### TO DO
From the entries below, please output exactly the lines starting at the one containing "row.fill(value);" and ending at the one containing "self.check_dims(rhs)?;", both included.
(DATA FOR ANALYSIS)
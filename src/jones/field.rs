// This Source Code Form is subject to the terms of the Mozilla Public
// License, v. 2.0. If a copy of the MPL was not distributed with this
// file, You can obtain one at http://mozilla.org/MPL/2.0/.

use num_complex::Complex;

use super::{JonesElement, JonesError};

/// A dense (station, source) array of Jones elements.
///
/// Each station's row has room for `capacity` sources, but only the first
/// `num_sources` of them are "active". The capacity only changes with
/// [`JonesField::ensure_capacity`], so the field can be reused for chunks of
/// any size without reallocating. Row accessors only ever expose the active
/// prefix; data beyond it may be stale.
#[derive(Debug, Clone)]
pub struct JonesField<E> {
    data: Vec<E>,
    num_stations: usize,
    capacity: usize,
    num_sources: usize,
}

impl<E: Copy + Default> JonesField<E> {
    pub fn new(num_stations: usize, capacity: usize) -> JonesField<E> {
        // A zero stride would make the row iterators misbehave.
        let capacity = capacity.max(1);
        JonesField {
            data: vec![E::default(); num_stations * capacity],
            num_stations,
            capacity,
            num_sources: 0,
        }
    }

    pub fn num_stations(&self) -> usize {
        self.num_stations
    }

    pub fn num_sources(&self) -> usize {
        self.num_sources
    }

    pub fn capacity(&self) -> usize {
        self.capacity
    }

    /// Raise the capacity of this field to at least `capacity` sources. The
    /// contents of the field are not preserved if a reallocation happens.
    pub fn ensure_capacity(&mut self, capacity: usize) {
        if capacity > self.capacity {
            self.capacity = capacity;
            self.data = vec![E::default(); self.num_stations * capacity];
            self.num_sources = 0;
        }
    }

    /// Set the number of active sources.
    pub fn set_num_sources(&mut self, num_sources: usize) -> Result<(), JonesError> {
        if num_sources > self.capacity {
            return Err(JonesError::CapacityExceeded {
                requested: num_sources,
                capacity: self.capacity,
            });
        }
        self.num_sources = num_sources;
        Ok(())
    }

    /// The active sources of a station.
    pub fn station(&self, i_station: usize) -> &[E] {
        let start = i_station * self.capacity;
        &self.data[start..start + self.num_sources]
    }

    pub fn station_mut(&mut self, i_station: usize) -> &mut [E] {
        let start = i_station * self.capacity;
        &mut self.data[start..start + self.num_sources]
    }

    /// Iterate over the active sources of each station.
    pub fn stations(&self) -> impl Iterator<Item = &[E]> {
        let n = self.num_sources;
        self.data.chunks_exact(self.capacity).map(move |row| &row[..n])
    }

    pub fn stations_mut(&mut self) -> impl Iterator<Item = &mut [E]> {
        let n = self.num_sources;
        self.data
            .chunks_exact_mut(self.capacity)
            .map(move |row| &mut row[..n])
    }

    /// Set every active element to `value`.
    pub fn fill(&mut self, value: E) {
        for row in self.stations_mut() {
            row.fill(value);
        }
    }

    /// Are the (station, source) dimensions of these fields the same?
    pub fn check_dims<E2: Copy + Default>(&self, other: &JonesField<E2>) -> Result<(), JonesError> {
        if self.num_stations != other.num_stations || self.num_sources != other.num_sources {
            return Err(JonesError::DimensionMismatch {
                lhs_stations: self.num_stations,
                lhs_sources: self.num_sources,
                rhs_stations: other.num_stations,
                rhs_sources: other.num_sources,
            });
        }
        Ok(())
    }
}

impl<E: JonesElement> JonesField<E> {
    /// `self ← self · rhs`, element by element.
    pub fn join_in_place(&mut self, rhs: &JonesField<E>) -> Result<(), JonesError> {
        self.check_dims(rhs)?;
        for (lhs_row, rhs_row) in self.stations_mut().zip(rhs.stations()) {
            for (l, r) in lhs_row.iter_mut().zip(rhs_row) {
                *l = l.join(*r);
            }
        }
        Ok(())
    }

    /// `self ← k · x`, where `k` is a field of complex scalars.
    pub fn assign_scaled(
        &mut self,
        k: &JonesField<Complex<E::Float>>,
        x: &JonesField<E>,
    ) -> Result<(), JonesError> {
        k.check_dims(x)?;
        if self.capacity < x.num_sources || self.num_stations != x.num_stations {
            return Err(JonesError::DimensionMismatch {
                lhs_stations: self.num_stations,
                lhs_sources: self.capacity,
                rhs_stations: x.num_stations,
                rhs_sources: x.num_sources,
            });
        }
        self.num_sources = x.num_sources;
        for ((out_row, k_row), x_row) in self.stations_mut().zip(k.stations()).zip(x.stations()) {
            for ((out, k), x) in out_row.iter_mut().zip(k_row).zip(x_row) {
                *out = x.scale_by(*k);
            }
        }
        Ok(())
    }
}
(End DATA FOR ANALYSIS)
(DATA FOR ANALYSIS)
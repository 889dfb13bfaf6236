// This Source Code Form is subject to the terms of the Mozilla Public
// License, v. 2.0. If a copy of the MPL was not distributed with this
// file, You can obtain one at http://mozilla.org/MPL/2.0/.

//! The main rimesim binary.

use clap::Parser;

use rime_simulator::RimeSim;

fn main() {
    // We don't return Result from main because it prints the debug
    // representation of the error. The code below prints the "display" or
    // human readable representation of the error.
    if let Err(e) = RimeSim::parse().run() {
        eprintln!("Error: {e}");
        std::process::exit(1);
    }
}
(End DATA FOR ANALYSIS)
(DATA FOR ANALYSIS)
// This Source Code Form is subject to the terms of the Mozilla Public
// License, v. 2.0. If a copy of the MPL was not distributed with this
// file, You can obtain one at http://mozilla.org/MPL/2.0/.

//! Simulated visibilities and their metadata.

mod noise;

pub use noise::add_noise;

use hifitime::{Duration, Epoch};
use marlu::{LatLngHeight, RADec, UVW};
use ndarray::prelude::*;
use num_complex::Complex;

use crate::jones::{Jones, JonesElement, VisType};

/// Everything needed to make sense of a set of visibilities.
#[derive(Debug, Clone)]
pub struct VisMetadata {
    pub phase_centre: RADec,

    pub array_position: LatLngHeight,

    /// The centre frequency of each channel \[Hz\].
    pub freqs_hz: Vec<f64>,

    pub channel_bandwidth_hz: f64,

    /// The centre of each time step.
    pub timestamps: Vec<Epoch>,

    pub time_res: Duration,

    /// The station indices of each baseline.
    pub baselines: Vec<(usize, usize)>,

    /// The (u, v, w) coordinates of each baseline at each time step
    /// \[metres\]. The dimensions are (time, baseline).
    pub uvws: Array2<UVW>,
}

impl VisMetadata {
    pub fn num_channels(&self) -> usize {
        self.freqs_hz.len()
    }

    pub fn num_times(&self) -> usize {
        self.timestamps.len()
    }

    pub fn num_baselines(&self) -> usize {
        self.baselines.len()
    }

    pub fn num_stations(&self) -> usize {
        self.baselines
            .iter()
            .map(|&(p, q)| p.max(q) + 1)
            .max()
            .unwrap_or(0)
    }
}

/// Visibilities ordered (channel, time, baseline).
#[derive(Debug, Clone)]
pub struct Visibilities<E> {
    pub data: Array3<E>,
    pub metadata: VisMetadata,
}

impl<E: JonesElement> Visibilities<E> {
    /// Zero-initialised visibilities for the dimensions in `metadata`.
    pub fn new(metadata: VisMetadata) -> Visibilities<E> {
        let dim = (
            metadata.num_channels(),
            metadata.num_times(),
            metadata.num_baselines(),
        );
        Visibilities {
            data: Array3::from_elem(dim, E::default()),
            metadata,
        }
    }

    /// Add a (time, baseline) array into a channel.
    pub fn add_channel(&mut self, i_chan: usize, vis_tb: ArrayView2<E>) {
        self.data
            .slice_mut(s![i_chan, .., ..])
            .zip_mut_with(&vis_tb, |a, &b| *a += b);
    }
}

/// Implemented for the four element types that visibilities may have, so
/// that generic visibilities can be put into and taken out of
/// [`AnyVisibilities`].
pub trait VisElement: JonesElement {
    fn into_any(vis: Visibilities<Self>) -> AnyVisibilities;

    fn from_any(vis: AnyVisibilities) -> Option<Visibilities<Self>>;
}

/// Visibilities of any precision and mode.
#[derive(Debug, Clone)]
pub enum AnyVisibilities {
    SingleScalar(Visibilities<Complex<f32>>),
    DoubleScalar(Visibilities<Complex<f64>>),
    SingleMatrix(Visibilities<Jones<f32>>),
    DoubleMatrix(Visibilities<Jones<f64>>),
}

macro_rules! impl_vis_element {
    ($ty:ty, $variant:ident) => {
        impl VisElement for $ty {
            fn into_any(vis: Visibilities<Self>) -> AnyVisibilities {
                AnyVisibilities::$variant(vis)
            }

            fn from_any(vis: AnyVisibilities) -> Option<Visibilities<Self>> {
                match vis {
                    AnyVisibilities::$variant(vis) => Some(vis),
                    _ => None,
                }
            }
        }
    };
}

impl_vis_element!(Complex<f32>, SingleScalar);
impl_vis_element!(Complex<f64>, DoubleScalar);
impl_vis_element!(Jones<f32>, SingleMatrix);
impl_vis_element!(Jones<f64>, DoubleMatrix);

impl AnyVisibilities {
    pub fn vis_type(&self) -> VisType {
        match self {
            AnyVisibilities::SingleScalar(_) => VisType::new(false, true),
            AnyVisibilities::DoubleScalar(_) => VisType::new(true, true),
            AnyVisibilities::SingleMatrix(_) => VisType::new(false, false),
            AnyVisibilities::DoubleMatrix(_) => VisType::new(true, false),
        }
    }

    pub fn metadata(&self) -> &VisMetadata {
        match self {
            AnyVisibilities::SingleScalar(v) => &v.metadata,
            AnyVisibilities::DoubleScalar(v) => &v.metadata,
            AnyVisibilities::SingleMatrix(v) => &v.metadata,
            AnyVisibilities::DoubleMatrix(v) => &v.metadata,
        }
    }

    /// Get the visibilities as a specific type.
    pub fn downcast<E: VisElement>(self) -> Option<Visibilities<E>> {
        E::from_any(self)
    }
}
(End DATA FOR ANALYSIS)
### YOUR SOLUTION
            row.fill(value);
        }
    }

    /// Are the (station, source) dimensions of these fields the same?
    pub fn check_dims<E2: Copy + Default>(&self, other: &JonesField<E2>) -> Result<(), JonesError> {
        if self.num_stations != other.num_stations || self.num_sources != other.num_sources {
            return Err(JonesError::DimensionMismatch {
                lhs_stations: self.num_stations,
                lhs_sources: self.num_sources,
                rhs_stations: other.num_stations,
                rhs_sources: other.num_sources,
            });
        }
        Ok(())
    }
}

impl<E: JonesElement> JonesField<E> {
    /// `self ← self · rhs`, element by element.
    pub fn join_in_place(&mut self, rhs: &JonesField<E>) -> Result<(), JonesError> {
        self.check_dims(rhs)?;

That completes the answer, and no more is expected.